A Dirichlet problem on the half-line for nonlinear equations with indefinite weight

TL;DR

This paper investigates the existence of positive solutions for a nonlinear second order differential equation on the half-line, allowing indefinite weights and asymptotically linear nonlinearities, with applications to periodic and unbounded cases.

Contribution

It establishes new existence results for positive solutions under indefinite weight functions and asymptotically linear nonlinearities, extending previous work to broader conditions.

Findings

Existence of positive solutions with indefinite weights.

Solutions exist even when weight functions are unbounded or periodic.

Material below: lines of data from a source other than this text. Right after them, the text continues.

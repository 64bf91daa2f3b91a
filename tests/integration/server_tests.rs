//! Integration tests for the real-time-core server.
//!
//! Drives `BlockServer` through a mock channel: one reply per request,
//! bounds checked before the medium is touched, and the run loop's two
//! exit paths.

use core::time::Duration;
use std::sync::atomic::AtomicBool;

use sdbridge::adapters::file_disk::FileDisk;
use sdbridge::adapters::mem_disk::MemDisk;
use sdbridge::error::{ChannelFault, Error};
use sdbridge::protocol::codec::{
    BLOCK_SIZE, Message, RESULT_IO_ERROR, RESULT_OK, RESULT_OUT_OF_RANGE, decode,
};
use sdbridge::protocol::server::BlockServer;

use crate::mock_channel::{FailingDisk, MockChannel};

fn served(server_blocks: u32, requests: &[Message]) -> (Vec<Message>, BlockServer<MemDisk>) {
    let mut ch = MockChannel::with_replies(requests);
    let mut server = BlockServer::new(MemDisk::new(server_blocks));
    for _ in requests {
        assert!(server.serve_next(&mut ch, Duration::ZERO).unwrap());
    }
    (ch.sent_messages(), server)
}

#[test]
fn one_reply_per_request_in_order() {
    let (replies, server) = served(
        128,
        &[
            Message::WriteRequest {
                block: 100,
                data: [0xAB; BLOCK_SIZE],
            },
            Message::ReadRequest { block: 100 },
            Message::ReadRequest { block: 101 },
        ],
    );

    assert_eq!(
        replies,
        vec![
            Message::WriteResult {
                block: 100,
                result: RESULT_OK
            },
            Message::ReadResult {
                block: 100,
                data: [0xAB; BLOCK_SIZE]
            },
            Message::ReadResult {
                block: 101,
                data: [0; BLOCK_SIZE]
            },
        ]
    );
    assert_eq!(server.stats().reads, 2);
    assert_eq!(server.stats().writes, 1);
}

#[test]
fn out_of_range_is_rejected_before_the_medium() {
    let (replies, server) = served(
        8,
        &[
            Message::WriteRequest {
                block: 8,
                data: [1; BLOCK_SIZE],
            },
            Message::ReadRequest { block: 9 },
        ],
    );

    assert_eq!(
        replies,
        vec![
            Message::WriteResult {
                block: 8,
                result: RESULT_OUT_OF_RANGE
            },
            Message::ReadFailed {
                block: 9,
                result: RESULT_OUT_OF_RANGE
            },
        ]
    );
    assert_eq!(server.device().writes(), 0);
    assert_eq!(server.device().reads(), 0);
}

#[test]
fn failing_medium_reports_io_error() {
    let mut ch = MockChannel::with_replies(&[
        Message::ReadRequest { block: 0 },
        Message::WriteRequest {
            block: 1,
            data: [0; BLOCK_SIZE],
        },
    ]);
    let mut server = BlockServer::new(FailingDisk::new(4));
    server.serve_next(&mut ch, Duration::ZERO).unwrap();
    server.serve_next(&mut ch, Duration::ZERO).unwrap();

    assert_eq!(
        ch.sent_messages(),
        vec![
            Message::ReadFailed {
                block: 0,
                result: RESULT_IO_ERROR
            },
            Message::WriteResult {
                block: 1,
                result: RESULT_IO_ERROR
            },
        ]
    );
    assert_eq!(server.device().attempts, 2);
    assert_eq!(server.stats().io_failures, 2);
}

#[test]
fn malformed_frames_get_no_reply() {
    let mut ch = MockChannel::new();
    ch.push_raw(&[1, 0, 0, 0, 0, 0xAA]);
    ch.push_raw(&[0x42; 9]);
    let mut server = BlockServer::new(MemDisk::new(4));

    assert!(server.serve_next(&mut ch, Duration::ZERO).unwrap());
    assert!(server.serve_next(&mut ch, Duration::ZERO).unwrap());
    assert!(ch.sent.is_empty());
    assert_eq!(server.stats().malformed_dropped, 2);
    assert_eq!(server.device().writes(), 0);
}

#[test]
fn idle_channel_returns_false() {
    let mut ch = MockChannel::new();
    let mut server = BlockServer::new(MemDisk::new(4));
    assert!(!server.serve_next(&mut ch, Duration::from_millis(1)).unwrap());
}

#[test]
fn run_exits_on_disconnect_after_draining() {
    let mut ch = MockChannel::with_replies(&[Message::ReadRequest { block: 2 }]);
    ch.hang_up_when_drained = true;
    let mut server = BlockServer::new(MemDisk::new(4));
    let stop = AtomicBool::new(false);

    server.run(&mut ch, &stop).unwrap();
    assert_eq!(ch.sent.len(), 1);
    assert_eq!(server.stats().reads, 1);
}

#[test]
fn run_returns_immediately_when_stopped() {
    let mut ch = MockChannel::with_replies(&[Message::ReadRequest { block: 2 }]);
    let mut server = BlockServer::new(MemDisk::new(4));
    let stop = AtomicBool::new(true);

    server.run(&mut ch, &stop).unwrap();
    assert_eq!(ch.pending_inbound(), 1, "no frame may be consumed");
}

#[test]
fn send_fault_propagates_from_serve_next() {
    let mut ch = MockChannel::with_replies(&[Message::ReadRequest { block: 0 }]);
    ch.send_fault = Some(ChannelFault::QueueFull);
    let mut server = BlockServer::new(MemDisk::new(4));

    assert_eq!(
        server.serve_next(&mut ch, Duration::ZERO),
        Err(Error::Channel(ChannelFault::QueueFull))
    );
}

#[test]
fn serves_a_disk_image() {
    let dir = tempfile::tempdir().unwrap();
    let path = dir.path().join("card.img");
    let disk = FileDisk::create(&path, 32).unwrap();
    let mut server = BlockServer::new(disk);

    let reply = server
        .handle_frame(
            &Message::WriteRequest {
                block: 31,
                data: [0x31; BLOCK_SIZE],
            }
            .encode(),
        )
        .unwrap();
    assert_eq!(
        decode(&reply),
        Ok(Message::WriteResult {
            block: 31,
            result: RESULT_OK
        })
    );
    drop(server);

    let raw = std::fs::read(&path).unwrap();
    assert_eq!(&raw[31 * BLOCK_SIZE..], &[0x31; BLOCK_SIZE][..]);
}
//! In-process loopback transport.
//!
//! Two [`LoopbackEndpoint`]s joined by a pair of bounded frame queues, one
//! per direction. Lets both halves of the bridge run in one host process
//! (server on its own thread) with the same ordering guarantees as the
//! inter-core socket.
//!
//! ```text
//!   endpoint A ──send──▶ [ a_to_b queue ] ──receive──▶ endpoint B
//!   endpoint A ◀─receive─ [ b_to_a queue ] ◀──send─── endpoint B
//! ```
//!
//! Dropping either endpoint closes both directions. The survivor can still
//! drain frames already queued, after which `receive` reports
//! [`ChannelFault::Disconnected`].

use core::sync::atomic::{AtomicBool, Ordering};
use core::time::Duration;
use std::sync::Arc;
use std::time::Instant;

use embassy_sync::blocking_mutex::raw::CriticalSectionRawMutex;
use embassy_sync::channel::Channel as FrameQueue;
use log::{debug, warn};

use crate::error::ChannelFault;
use crate::protocol::channel::Channel;
use crate::protocol::codec::Frame;

/// Frames each direction can hold before `send` starts waiting.
pub const LOOPBACK_DEPTH: usize = 8;

/// Poll interval while waiting on an empty or full queue.
const POLL: Duration = Duration::from_millis(1);

/// How long `send` waits for queue space before giving up.
const SEND_BOUND: Duration = Duration::from_millis(500);

struct Link {
    queue: FrameQueue<CriticalSectionRawMutex, Frame, LOOPBACK_DEPTH>,
    closed: AtomicBool,
}

impl Link {
    fn new() -> Self {
        Self {
            queue: FrameQueue::new(),
            closed: AtomicBool::new(false),
        }
    }
}

/// One end of a loopback pair.
pub struct LoopbackEndpoint {
    name: &'static str,
    tx: Arc<Link>,
    rx: Arc<Link>,
}

/// Create two connected endpoints, named for log output.
pub fn loopback_pair() -> (LoopbackEndpoint, LoopbackEndpoint) {
    let a_to_b = Arc::new(Link::new());
    let b_to_a = Arc::new(Link::new());
    let a = LoopbackEndpoint {
        name: "hl",
        tx: Arc::clone(&a_to_b),
        rx: Arc::clone(&b_to_a),
    };
    let b = LoopbackEndpoint {
        name: "rt",
        tx: b_to_a,
        rx: a_to_b,
    };
    (a, b)
}

impl LoopbackEndpoint {
    /// Frames waiting to be received on this end.
    pub fn queued(&self) -> usize {
        self.rx.queue.len()
    }

    pub fn name(&self) -> &'static str {
        self.name
    }
}

impl Channel for LoopbackEndpoint {
    fn send(&mut self, frame: &[u8]) -> Result<(), ChannelFault> {
        if self.tx.closed.load(Ordering::Acquire) {
            return Err(ChannelFault::Disconnected);
        }
        let mut frame = Frame::from_slice(frame).map_err(|_| ChannelFault::FrameTooLarge)?;

        let started = Instant::now();
        loop {
            match self.tx.queue.try_send(frame) {
                Ok(()) => return Ok(()),
                Err(embassy_sync::channel::TrySendError::Full(back)) => frame = back,
            }
            if self.tx.closed.load(Ordering::Acquire) {
                return Err(ChannelFault::Disconnected);
            }
            if started.elapsed() >= SEND_BOUND {
                warn!("loopback[{}]: queue full, dropping frame", self.name);
                return Err(ChannelFault::QueueFull);
            }
            std::thread::sleep(POLL);
        }
    }

    fn receive(&mut self, timeout: Duration) -> Result<Option<Frame>, ChannelFault> {
        let started = Instant::now();
        loop {
            if let Ok(frame) = self.rx.queue.try_receive() {
                return Ok(Some(frame));
            }
            if self.rx.closed.load(Ordering::Acquire) {
                return Err(ChannelFault::Disconnected);
            }
            let elapsed = started.elapsed();
            if elapsed >= timeout {
                return Ok(None);
            }
            std::thread::sleep(POLL.min(timeout - elapsed));
        }
    }
}

impl Drop for LoopbackEndpoint {
    fn drop(&mut self) {
        self.tx.closed.store(true, Ordering::Release);
        self.rx.closed.store(true, Ordering::Release);
        debug!("loopback[{}]: closed", self.name);
    }
}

Results apply to nonlinear equations with sign-changing coefficients.

Abstract

We study the existence of positive solutions on the half-line $[0,\infty)$ for the nonlinear second order differential equation \[ \bigl(a(t)x^{\prime}\bigr)^{\prime}+b(t)F(x)=0,\quad t\geq0, \] satisfying Dirichlet type conditions, say $x(0)=0$, $\lim_{t\rightarrow\infty}x(t)=0$. The function $b$ is allowed to change sign and the nonlinearity $F$ is assumed to be asymptotically linear in a neighborhood of zero and infinity. Our results cover also the cases in which $b$ is a periodic function for large $t$ or it is unbounded from below.